One Ameren Plaza
Increased competition in the utility industry has brought challenges as well as opportunities. Ameren has successfully met these challenges while remaining faithful to our history of core business growth, cost control, fair returns to stockholders, and excellent service to customers.
Ameren Corporation provides a variety of energy services to over 2.2 million customers in Missouri and Illinois with a generating capacity of approximately 14,500 megawatts. The company's major subsidiaries include AmerenCILCO, responsible for providing electricity and natural gas to customers in Illinois; Ameren CIPS, which oversees electric and natural gas services to over 323,000 retail customers; and AmerenUE, the largest electric utility in Missouri. Nearly 95 percent of Ameren's revenues stem from its electric sales, with natural gas sales shoring up the remainder. Ameren was born out of the 1997 merger of Union Electric Company and CIPSCO Inc. and operates as one of the leading energy services firms in the United States.
Union Electric was incorporated in Missouri in 1922 as Union Electric Light and Power Company, a successor to a company of the same name incorporated in May 1902 as a result of the merger of Imperial Electric Light, Heat, and Power Company; Citizens Electric Lighting and Power Company; and Missouri Edison Electric Company. An early task for Union Electric Light and Power was providing power for the St. Louis World's Fair of 1904. Through its Ashley Street Plant, the company controlled 12 megawatts of power, enough to light the fair and make clear that electricity was readily available.

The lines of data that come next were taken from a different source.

// crates/respond-broker/src/exec.rs
// ============================================================================
// Module: Respond Command Runner
// Description: Runs executable responses through a shell with a timeout.
// Purpose: Turn executable response text into reply lines.
// Dependencies: async-trait, tokio
// ============================================================================

//! ## Overview
//! [`ShellRunner`] runs `shell -c <text>` and returns the non-empty lines of
//! its standard output, capped at a configured count.
//! Invariants:
//! - Standard input is closed; the command cannot block on input.
//! - A command that outlives its timeout is killed and reported as an error.
//! - A non-zero exit status is an error carrying the command's stderr.

// ============================================================================
// SECTION: Imports
// ============================================================================

use std::path::PathBuf;
use std::process::Stdio;
use std::time::Duration;

use async_trait::async_trait;
use thiserror::Error;
use tokio::process::Command;
use tokio::time::timeout;
use tracing::debug;

// ============================================================================
// SECTION: Constants
// ============================================================================

/// Maximum characters of stderr carried into an error.
const MAX_STDERR_CHARS: usize = 512;

// ============================================================================
// SECTION: Errors
// ============================================================================

/// Command runner failures.
#[derive(Debug, Error)]
pub enum ExecError {
    /// The command text was blank.
    #[error("command is empty")]
    EmptyCommand,
    /// The shell could not be started.
    #[error("failed to spawn {shell}: {reason}")]
    Spawn {
        /// Shell that failed to start.
        shell: String,
        /// Underlying I/O error.
        reason: String,
    },
    /// The command exceeded its timeout.
    #[error("command timed out after {0} ms")]
    Timeout(u128),
    /// Waiting on the command failed.
    #[error("command io error: {0}")]
    Io(String),
    /// The command exited unsuccessfully.
    #[error("command exited with status {status}: {stderr}")]
    Failed {
        /// Exit code, or `signal` when terminated by a signal.
        status: String,
        /// Trimmed standard error output.
        stderr: String,
    },
}

// ============================================================================
// SECTION: Runner Trait
// ============================================================================

/// Runs executable response text and returns reply lines.
#[async_trait]
pub trait CommandRunner: Send + Sync {
    /// Runs `command` and returns its reply lines.
    ///
    /// # Errors
    ///
    /// Returns [`ExecError`] when the command cannot run or fails.
    async fn run(&self, command: &str) -> Result<Vec<String>, ExecError>;
}

// ============================================================================
// SECTION: Shell Runner
// ============================================================================

/// Runs commands as `shell -c <command>`.
#[derive(Debug, Clone)]
pub struct ShellRunner {
    /// Shell binary.
    shell: PathBuf,
    /// Per-command timeout.
    timeout: Duration,
    /// Maximum reply lines returned.
    max_lines: usize,
}

impl ShellRunner {
    /// Creates a shell runner.
    #[must_use]
    pub fn new(shell: impl Into<PathBuf>, timeout: Duration, max_lines: usize) -> Self {
        Self { shell: shell.into(), timeout, max_lines }
    }
}

#[async_trait]
impl CommandRunner for ShellRunner {
    async fn run(&self, command: &str) -> Result<Vec<String>, ExecError> {
        if command.trim().is_empty() {
            return Err(ExecError::EmptyCommand);
        }
        let child = Command::new(&self.shell)
            .arg("-c")
            .arg(command)
            .stdin(Stdio::null())
            .stdout(Stdio::piped())
            .stderr(Stdio::piped())
            .kill_on_drop(true)
            .spawn()
            .map_err(|err| ExecError::Spawn {
                shell: self.shell.display().to_string(),
                reason: err.to_string(),
            })?;
        let output = timeout(self.timeout, child.wait_with_output())
            .await
            .map_err(|_| ExecError::Timeout(self.timeout.as_millis()))?
            .map_err(|err| ExecError::Io(err.to_string()))?;
        if !output.status.success() {
            let status =
                output.status.code().map_or_else(|| "signal".to_string(), |code| code.to_string());
            let stderr: String = String::from_utf8_lossy(&output.stderr)
                .trim()
                .chars()
                .take(MAX_STDERR_CHARS)
                .collect();
            return Err(ExecError::Failed { status, stderr });
        }
        let stdout = String::from_utf8_lossy(&output.stdout);
        let lines = reply_lines(&stdout, self.max_lines);
        debug!(lines = lines.len(), "executable response finished");
        Ok(lines)
    }
}

/// Splits command output into at most `max_lines` non-empty lines.
pub(crate) fn reply_lines(output: &str, max_lines: usize) -> Vec<String> {
    output
        .lines()
        .map(str::trim_end)
        .filter(|line| !line.trim().is_empty())
        .take(max_lines)
        .map(ToString::to_string)
        .collect()
}
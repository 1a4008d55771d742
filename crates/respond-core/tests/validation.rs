// crates/respond-core/tests/validation.rs
// ============================================================================
// Module: Rule Validator Tests
// Description: Field rules for trigger and response rows.
// Purpose: Ensure every violated rule is reported with its dedicated message.
// Dependencies: respond-core, serde_json
// ============================================================================

//! Rule validator and trigger set boundary tests.

#![allow(
    clippy::panic,
    clippy::print_stdout,
    clippy::print_stderr,
    clippy::unwrap_used,
    clippy::expect_used,
    clippy::use_debug,
    clippy::dbg_macro,
    clippy::panic_in_result_fn,
    clippy::unwrap_in_result,
    reason = "Test-only output and panic-based assertions are permitted."
)]

use respond_core::ResponseFields;
use respond_core::Rule;
use respond_core::RuleSet;
use respond_core::TriggerFields;
use respond_core::TriggerSet;
use respond_core::response_from_value;
use respond_core::rules::validate_response;
use respond_core::rules::validate_trigger;
use serde_json::json;

fn trigger<'a>(
    text: Option<&'a str>,
    chance: Option<f64>,
    author: Option<&'a str>,
) -> TriggerFields<'a> {
    TriggerFields { trigger: text, chance, created_by: author }
}

#[test]
fn complete_trigger_passes_creating_rules() {
    validate_trigger(RuleSet::Creating, &trigger(Some("hi"), Some(0.5), Some("bob"))).unwrap();
}

#[test]
fn every_violation_is_reported() {
    let error = validate_trigger(RuleSet::Creating, &trigger(None, None, None)).unwrap_err();
    assert!(error.has_violation("trigger", Rule::Required));
    assert!(error.has_violation("chance", Rule::Required));
    assert!(error.has_violation("created_by", Rule::Required));
    assert_eq!(error.violations("created_by")[0].message, "The created_by is required");
}

#[test]
fn saving_rules_skip_author() {
    validate_trigger(RuleSet::Saving, &trigger(Some("hi"), Some(0.5), None)).unwrap();
    validate_response(RuleSet::Saving, &ResponseFields { response: Some("r"), created_by: None })
        .unwrap();
}

#[test]
fn chance_boundaries_are_inclusive() {
    for chance in [0.0, 1.0] {
        validate_trigger(RuleSet::Saving, &trigger(Some("t"), Some(chance), None)).unwrap();
    }
}

#[test]
fn chance_below_zero_names_lower_bound() {
    let fields = trigger(Some("t"), Some(-0.000_000_1), None);
    let error = validate_trigger(RuleSet::Saving, &fields).unwrap_err();
    let violations = error.violations("chance");
    assert_eq!(violations.len(), 1);
    assert_eq!(violations[0].rule, Rule::GreaterThanEqualTo);
    assert_eq!(violations[0].message, "The chance must be greater than or equal to 0");
}

#[test]
fn chance_above_one_names_upper_bound() {
    let fields = trigger(Some("t"), Some(1.000_000_1), None);
    let error = validate_trigger(RuleSet::Saving, &fields).unwrap_err();
    let violations = error.violations("chance");
    assert_eq!(violations.len(), 1);
    assert_eq!(violations[0].rule, Rule::LessThanEqualTo);
    assert_eq!(violations[0].message, "The chance must be less than or equal to 1");
}

#[test]
fn non_finite_chance_is_not_numeric() {
    let error =
        validate_trigger(RuleSet::Saving, &trigger(Some("t"), Some(f64::NAN), None)).unwrap_err();
    assert!(error.has_violation("chance", Rule::Numeric));
    assert!(!error.has_violation("chance", Rule::GreaterThanEqualTo));
}

#[test]
fn response_requires_text_and_author_on_create() {
    let error = validate_response(
        RuleSet::Creating,
        &ResponseFields { response: Some(""), created_by: Some("") },
    )
    .unwrap_err();
    assert!(error.has_violation("response", Rule::Required));
    assert!(error.has_violation("created_by", Rule::Required));
}

#[test]
fn trigger_set_accepts_strings_and_string_lists() {
    assert_eq!(TriggerSet::from_value(&json!("a")).unwrap(), TriggerSet::One("a".to_string()));
    let many = TriggerSet::from_value(&json!(["a", "b"])).unwrap();
    assert_eq!(many.len(), 2);
    assert!(TriggerSet::from_value(&json!([])).unwrap().is_empty());
}

#[test]
fn trigger_set_rejects_other_types_with_dedicated_message() {
    for value in [json!(3), json!({"a": 1}), json!(["a", 2]), json!([["a"]]), json!(true)] {
        let error = TriggerSet::from_value(&value).unwrap_err();
        let violations = error.violations("trigger");
        assert_eq!(violations[0].rule, Rule::String);
        assert_eq!(violations[0].message, "Trigger must be a string or an array.");
    }
}

#[test]
fn trigger_set_null_is_required() {
    let error = TriggerSet::from_value(&json!(null)).unwrap_err();
    assert!(error.has_violation("trigger", Rule::Required));
}

#[test]
fn response_value_must_be_a_string() {
    assert_eq!(response_from_value(&json!("pong")).unwrap(), "pong");
    for value in [json!(7), json!(["pong"]), json!({"text": "pong"}), json!(false)] {
        let error = response_from_value(&value).unwrap_err();
        let violations = error.violations("response");
        assert_eq!(violations.len(), 1);
        assert_eq!(violations[0].rule, Rule::String);
        assert_eq!(violations[0].message, "Value must be a string.");
        assert!(!error.has_violation("trigger", Rule::String));
    }
}

#[test]
fn response_value_null_is_required() {
    let error = response_from_value(&json!(null)).unwrap_err();
    assert!(error.has_violation("response", Rule::Required));
    assert_eq!(error.violations("response")[0].message, "The response is required");
}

As more individuals and businesses began to rely on electricity, Union Electric Light and Power sought out additional generating sources. In 1913, the company began buying power from the Keokuk dam, 150 miles north of St. Louis. Union Electric later bought the dam, providing power carried over a longer distance than had ever been achieved before.
During World War I, the company expanded to serve rural areas. With the addition of a plant in Cahokia, Illinois, Union Electric Light and Power progressed through the 1920s, acquiring smaller light and power companies in Missouri and Illinois.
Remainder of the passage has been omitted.